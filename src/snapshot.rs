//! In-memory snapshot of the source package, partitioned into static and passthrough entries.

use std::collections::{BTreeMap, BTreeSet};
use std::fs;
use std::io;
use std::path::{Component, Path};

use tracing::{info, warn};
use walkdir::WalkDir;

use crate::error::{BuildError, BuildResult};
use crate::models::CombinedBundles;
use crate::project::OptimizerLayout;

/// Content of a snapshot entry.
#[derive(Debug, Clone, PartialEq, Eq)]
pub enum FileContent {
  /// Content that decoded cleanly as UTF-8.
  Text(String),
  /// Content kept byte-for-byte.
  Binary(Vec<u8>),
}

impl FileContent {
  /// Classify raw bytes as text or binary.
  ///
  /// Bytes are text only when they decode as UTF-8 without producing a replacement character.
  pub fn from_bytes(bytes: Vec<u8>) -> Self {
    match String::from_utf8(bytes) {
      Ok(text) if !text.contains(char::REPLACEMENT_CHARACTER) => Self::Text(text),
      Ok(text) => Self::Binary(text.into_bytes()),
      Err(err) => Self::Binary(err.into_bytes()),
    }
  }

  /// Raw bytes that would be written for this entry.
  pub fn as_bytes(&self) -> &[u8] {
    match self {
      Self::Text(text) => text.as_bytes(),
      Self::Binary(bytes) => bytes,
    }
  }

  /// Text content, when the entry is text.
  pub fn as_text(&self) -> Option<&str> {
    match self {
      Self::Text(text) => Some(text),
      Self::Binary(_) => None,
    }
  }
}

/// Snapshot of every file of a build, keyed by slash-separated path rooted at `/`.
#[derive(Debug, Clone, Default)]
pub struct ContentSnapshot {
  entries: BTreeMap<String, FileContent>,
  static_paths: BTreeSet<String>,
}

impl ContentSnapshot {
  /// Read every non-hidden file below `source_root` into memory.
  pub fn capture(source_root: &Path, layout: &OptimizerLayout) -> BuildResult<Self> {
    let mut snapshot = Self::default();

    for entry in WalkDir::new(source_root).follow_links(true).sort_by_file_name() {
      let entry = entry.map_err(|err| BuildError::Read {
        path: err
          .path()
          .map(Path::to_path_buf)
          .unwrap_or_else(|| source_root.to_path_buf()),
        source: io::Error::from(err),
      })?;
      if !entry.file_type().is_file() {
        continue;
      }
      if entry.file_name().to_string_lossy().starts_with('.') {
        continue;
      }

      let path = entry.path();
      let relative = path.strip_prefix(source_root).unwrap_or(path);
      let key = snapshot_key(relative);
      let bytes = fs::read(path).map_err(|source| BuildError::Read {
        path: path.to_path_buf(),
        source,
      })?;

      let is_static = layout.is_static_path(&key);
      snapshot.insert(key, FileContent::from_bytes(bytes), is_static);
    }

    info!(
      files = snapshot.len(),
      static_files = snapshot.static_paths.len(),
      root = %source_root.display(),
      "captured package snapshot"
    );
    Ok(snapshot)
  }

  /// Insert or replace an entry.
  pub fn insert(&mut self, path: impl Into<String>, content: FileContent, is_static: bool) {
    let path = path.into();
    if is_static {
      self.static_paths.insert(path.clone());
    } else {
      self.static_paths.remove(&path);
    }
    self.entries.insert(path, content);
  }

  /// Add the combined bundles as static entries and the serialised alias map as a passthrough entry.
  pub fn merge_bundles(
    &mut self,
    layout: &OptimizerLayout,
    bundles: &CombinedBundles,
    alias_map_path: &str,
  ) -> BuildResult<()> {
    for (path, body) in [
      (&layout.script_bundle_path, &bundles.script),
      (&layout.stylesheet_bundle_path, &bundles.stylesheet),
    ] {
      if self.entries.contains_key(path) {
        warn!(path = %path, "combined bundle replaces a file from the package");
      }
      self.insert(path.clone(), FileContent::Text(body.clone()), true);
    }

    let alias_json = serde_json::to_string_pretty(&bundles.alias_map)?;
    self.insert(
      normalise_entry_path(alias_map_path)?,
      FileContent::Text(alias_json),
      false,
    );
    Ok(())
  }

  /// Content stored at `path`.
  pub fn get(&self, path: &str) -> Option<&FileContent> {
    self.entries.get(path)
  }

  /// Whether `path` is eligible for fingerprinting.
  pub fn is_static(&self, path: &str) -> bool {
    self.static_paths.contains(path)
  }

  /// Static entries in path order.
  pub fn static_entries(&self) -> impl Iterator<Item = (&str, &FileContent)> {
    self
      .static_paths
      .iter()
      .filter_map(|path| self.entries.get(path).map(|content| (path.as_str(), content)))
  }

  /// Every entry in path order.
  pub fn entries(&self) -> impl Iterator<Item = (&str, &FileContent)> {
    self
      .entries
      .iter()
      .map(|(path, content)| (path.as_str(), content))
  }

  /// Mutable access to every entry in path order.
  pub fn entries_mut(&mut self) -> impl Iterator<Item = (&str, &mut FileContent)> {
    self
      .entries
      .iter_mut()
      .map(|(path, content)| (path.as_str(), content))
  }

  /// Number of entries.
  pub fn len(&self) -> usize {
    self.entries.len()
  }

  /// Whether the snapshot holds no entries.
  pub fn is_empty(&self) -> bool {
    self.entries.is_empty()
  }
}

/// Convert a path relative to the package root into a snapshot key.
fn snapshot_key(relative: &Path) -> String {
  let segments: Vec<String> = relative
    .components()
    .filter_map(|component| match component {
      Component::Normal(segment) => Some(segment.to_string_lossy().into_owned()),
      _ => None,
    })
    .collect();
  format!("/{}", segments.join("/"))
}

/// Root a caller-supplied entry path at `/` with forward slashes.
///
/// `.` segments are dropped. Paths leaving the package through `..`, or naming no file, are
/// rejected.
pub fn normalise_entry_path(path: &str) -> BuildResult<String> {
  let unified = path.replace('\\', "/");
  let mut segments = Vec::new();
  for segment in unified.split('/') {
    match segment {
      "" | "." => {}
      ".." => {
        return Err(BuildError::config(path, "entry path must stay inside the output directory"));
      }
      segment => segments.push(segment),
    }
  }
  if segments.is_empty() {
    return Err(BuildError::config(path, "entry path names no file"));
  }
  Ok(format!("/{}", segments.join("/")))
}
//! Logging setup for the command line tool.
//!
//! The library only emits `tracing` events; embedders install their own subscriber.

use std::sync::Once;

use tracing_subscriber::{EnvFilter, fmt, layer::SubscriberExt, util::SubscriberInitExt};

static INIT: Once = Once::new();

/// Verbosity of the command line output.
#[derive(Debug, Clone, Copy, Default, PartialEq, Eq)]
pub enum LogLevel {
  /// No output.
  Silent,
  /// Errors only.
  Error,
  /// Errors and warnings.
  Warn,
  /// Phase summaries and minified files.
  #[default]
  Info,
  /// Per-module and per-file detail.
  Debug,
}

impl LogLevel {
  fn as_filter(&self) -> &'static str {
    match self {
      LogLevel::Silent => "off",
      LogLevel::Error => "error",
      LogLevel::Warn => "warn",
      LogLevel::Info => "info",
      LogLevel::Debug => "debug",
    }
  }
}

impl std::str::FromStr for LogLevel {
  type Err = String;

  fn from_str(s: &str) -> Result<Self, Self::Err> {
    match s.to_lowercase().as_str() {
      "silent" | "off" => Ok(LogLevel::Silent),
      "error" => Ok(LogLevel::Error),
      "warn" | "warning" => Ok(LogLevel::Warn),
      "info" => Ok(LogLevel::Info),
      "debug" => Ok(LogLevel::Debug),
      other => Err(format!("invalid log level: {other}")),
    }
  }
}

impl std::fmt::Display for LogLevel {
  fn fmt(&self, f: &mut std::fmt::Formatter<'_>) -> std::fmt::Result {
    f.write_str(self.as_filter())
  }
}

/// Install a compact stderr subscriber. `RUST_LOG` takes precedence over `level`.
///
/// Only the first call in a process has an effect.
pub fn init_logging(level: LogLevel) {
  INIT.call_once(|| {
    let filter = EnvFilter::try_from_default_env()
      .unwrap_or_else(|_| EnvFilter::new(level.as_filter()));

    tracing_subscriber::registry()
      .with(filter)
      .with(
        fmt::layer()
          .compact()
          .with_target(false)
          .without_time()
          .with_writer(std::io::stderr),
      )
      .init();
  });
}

**How to complete this task:** Only the lines from the beginning of the material above through the line with "let mut snapshot = Self::default();" are wanted; extract them exactly.

**Response below:**
filename src/snapshot.rs
//! In-memory snapshot of the source package, partitioned into static and passthrough entries.

use std::collections::{BTreeMap, BTreeSet};
use std::fs;
use std::io;
use std::path::{Component, Path};

use tracing::{info, warn};
use walkdir::WalkDir;

use crate::error::{BuildError, BuildResult};
use crate::models::CombinedBundles;
use crate::project::OptimizerLayout;

/// Content of a snapshot entry.
#[derive(Debug, Clone, PartialEq, Eq)]
pub enum FileContent {
  /// Content that decoded cleanly as UTF-8.
  Text(String),
  /// Content kept byte-for-byte.
  Binary(Vec<u8>),
}

impl FileContent {
  /// Classify raw bytes as text or binary.
  ///
  /// Bytes are text only when they decode as UTF-8 without producing a replacement character.
  pub fn from_bytes(bytes: Vec<u8>) -> Self {
    match String::from_utf8(bytes) {
      Ok(text) if !text.contains(char::REPLACEMENT_CHARACTER) => Self::Text(text),
      Ok(text) => Self::Binary(text.into_bytes()),
      Err(err) => Self::Binary(err.into_bytes()),
    }
  }

  /// Raw bytes that would be written for this entry.
  pub fn as_bytes(&self) -> &[u8] {
    match self {
      Self::Text(text) => text.as_bytes(),
      Self::Binary(bytes) => bytes,
    }
  }

  /// Text content, when the entry is text.
  pub fn as_text(&self) -> Option<&str> {
    match self {
      Self::Text(text) => Some(text),
      Self::Binary(_) => None,
    }
  }
}

/// Snapshot of every file of a build, keyed by slash-separated path rooted at `/`.
#[derive(Debug, Clone, Default)]
pub struct ContentSnapshot {
  entries: BTreeMap<String, FileContent>,
  static_paths: BTreeSet<String>,
}

impl ContentSnapshot {
  /// Read every non-hidden file below `source_root` into memory.
  pub fn capture(source_root: &Path, layout: &OptimizerLayout) -> BuildResult<Self> {
    let mut snapshot = Self::default();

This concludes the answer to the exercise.